─── Material provided ───

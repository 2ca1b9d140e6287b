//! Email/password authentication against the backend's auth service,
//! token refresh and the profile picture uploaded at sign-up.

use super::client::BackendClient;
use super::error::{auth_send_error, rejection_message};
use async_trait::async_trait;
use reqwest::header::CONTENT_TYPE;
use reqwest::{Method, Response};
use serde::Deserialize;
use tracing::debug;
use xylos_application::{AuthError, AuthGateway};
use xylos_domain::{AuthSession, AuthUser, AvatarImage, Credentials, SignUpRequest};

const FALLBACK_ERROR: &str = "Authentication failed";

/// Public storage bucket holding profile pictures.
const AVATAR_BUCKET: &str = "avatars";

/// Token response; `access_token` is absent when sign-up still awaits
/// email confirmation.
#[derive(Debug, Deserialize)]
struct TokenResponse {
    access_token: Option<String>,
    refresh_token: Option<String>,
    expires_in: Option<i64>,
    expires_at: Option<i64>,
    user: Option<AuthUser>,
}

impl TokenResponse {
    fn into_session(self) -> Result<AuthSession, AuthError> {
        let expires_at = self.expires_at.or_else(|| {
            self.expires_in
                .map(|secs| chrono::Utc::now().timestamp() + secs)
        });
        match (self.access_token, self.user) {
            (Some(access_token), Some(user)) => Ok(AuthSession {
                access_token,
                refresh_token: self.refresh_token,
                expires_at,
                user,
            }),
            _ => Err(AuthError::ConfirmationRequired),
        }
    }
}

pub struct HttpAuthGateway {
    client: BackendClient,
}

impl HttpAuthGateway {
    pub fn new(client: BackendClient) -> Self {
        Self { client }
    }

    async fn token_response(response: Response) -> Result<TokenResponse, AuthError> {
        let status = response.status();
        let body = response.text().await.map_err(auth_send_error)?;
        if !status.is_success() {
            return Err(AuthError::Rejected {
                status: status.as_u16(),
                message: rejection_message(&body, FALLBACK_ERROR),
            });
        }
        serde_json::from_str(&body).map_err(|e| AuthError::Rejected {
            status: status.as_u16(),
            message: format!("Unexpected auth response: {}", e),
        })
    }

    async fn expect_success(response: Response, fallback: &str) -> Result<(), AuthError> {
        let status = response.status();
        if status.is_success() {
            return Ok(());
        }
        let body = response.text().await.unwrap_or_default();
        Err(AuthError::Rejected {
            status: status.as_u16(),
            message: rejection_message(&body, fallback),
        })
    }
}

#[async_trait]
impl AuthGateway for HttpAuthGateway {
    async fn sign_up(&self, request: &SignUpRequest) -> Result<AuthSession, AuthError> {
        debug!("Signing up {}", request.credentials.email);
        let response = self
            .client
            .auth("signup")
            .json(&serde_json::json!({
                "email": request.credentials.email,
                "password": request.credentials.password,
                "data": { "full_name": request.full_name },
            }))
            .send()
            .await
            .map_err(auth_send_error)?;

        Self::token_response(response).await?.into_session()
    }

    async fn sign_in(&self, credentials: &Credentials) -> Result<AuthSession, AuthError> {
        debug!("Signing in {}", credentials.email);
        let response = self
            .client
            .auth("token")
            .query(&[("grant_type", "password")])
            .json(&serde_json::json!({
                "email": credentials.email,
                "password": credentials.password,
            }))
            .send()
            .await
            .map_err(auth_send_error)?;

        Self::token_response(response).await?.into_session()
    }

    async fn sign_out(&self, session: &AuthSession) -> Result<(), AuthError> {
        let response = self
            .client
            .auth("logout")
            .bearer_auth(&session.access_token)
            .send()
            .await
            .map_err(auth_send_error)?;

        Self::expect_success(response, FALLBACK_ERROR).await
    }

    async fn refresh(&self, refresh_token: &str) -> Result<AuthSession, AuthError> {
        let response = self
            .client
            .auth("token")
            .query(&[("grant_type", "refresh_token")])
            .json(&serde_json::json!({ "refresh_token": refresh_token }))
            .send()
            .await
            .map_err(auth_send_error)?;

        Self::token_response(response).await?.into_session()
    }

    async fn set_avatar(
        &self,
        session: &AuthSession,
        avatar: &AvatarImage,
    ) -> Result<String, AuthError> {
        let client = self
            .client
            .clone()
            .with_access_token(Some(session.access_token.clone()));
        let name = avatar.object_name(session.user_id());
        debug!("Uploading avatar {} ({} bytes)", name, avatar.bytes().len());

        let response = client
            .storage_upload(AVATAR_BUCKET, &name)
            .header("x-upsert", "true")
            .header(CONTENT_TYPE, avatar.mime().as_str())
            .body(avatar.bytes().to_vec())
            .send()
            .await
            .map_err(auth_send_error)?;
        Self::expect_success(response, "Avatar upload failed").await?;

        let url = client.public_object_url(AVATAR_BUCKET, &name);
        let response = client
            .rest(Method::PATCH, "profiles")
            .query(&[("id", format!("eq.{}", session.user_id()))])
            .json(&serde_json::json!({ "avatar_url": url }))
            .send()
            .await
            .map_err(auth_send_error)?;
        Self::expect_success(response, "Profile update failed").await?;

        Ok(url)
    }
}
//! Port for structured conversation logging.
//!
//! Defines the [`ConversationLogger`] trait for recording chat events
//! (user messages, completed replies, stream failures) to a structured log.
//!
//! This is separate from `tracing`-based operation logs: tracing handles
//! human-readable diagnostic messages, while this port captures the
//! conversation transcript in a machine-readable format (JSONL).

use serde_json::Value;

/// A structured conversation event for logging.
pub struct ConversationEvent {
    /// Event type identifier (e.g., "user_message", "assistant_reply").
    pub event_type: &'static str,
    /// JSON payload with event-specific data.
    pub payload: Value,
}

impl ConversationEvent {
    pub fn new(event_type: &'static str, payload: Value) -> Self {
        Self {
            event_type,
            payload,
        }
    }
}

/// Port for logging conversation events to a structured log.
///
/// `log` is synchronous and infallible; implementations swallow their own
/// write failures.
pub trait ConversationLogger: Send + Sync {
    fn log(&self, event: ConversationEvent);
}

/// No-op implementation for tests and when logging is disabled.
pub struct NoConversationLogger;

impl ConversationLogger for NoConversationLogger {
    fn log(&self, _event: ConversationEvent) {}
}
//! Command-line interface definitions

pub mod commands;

───
─── Material provided ───

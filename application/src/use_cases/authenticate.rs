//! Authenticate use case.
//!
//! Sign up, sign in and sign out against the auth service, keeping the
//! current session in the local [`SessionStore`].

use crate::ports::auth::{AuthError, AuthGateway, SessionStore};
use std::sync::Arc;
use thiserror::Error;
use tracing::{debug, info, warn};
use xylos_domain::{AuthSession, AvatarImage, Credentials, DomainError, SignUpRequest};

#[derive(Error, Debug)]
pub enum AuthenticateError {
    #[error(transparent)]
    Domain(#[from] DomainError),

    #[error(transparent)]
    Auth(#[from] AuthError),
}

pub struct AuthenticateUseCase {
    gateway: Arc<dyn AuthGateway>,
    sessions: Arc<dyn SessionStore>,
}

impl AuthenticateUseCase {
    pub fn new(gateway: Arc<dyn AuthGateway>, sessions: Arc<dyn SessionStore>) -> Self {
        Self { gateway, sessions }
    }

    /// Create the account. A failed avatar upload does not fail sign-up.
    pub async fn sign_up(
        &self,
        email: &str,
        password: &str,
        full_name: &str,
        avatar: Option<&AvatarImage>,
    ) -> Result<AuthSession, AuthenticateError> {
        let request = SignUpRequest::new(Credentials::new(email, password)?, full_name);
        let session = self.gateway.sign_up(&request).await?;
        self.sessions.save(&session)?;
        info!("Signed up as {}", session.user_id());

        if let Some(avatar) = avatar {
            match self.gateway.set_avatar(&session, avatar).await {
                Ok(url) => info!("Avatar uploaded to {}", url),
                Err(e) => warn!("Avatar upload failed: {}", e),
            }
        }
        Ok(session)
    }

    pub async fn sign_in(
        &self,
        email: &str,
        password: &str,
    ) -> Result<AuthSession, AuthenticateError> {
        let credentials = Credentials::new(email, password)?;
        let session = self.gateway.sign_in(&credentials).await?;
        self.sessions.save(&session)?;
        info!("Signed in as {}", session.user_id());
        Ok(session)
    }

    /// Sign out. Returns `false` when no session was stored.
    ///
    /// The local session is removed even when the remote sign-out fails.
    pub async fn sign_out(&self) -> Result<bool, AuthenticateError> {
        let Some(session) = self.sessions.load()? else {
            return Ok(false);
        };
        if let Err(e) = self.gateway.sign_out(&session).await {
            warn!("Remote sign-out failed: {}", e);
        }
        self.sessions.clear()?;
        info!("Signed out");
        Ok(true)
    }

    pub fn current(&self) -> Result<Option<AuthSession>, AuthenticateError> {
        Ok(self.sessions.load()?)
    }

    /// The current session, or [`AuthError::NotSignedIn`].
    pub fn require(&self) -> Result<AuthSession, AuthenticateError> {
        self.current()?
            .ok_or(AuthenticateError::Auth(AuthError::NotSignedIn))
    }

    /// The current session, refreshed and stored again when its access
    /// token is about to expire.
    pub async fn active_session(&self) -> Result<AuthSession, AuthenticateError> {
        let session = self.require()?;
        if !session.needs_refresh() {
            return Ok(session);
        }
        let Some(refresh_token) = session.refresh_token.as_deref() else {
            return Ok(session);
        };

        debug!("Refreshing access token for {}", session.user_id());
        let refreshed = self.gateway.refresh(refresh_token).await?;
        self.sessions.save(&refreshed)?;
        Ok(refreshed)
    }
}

───

• Task goal:
Look above for the line with "repository 2ca1b9d140e6287b" and the line with "const AVATAR_BUCKET: &str". Write out those two lines and all the lines between them, exactly, and no others.

• Output of the task:
repository 2ca1b9d140e6287b
//! Email/password authentication against the backend's auth service,
//! token refresh and the profile picture uploaded at sign-up.

use super::client::BackendClient;
use super::error::{auth_send_error, rejection_message};
use async_trait::async_trait;
use reqwest::header::CONTENT_TYPE;
use reqwest::{Method, Response};
use serde::Deserialize;
use tracing::debug;
use xylos_application::{AuthError, AuthGateway};
use xylos_domain::{AuthSession, AuthUser, AvatarImage, Credentials, SignUpRequest};

const FALLBACK_ERROR: &str = "Authentication failed";

/// Public storage bucket holding profile pictures.
const AVATAR_BUCKET: &str = "avatars";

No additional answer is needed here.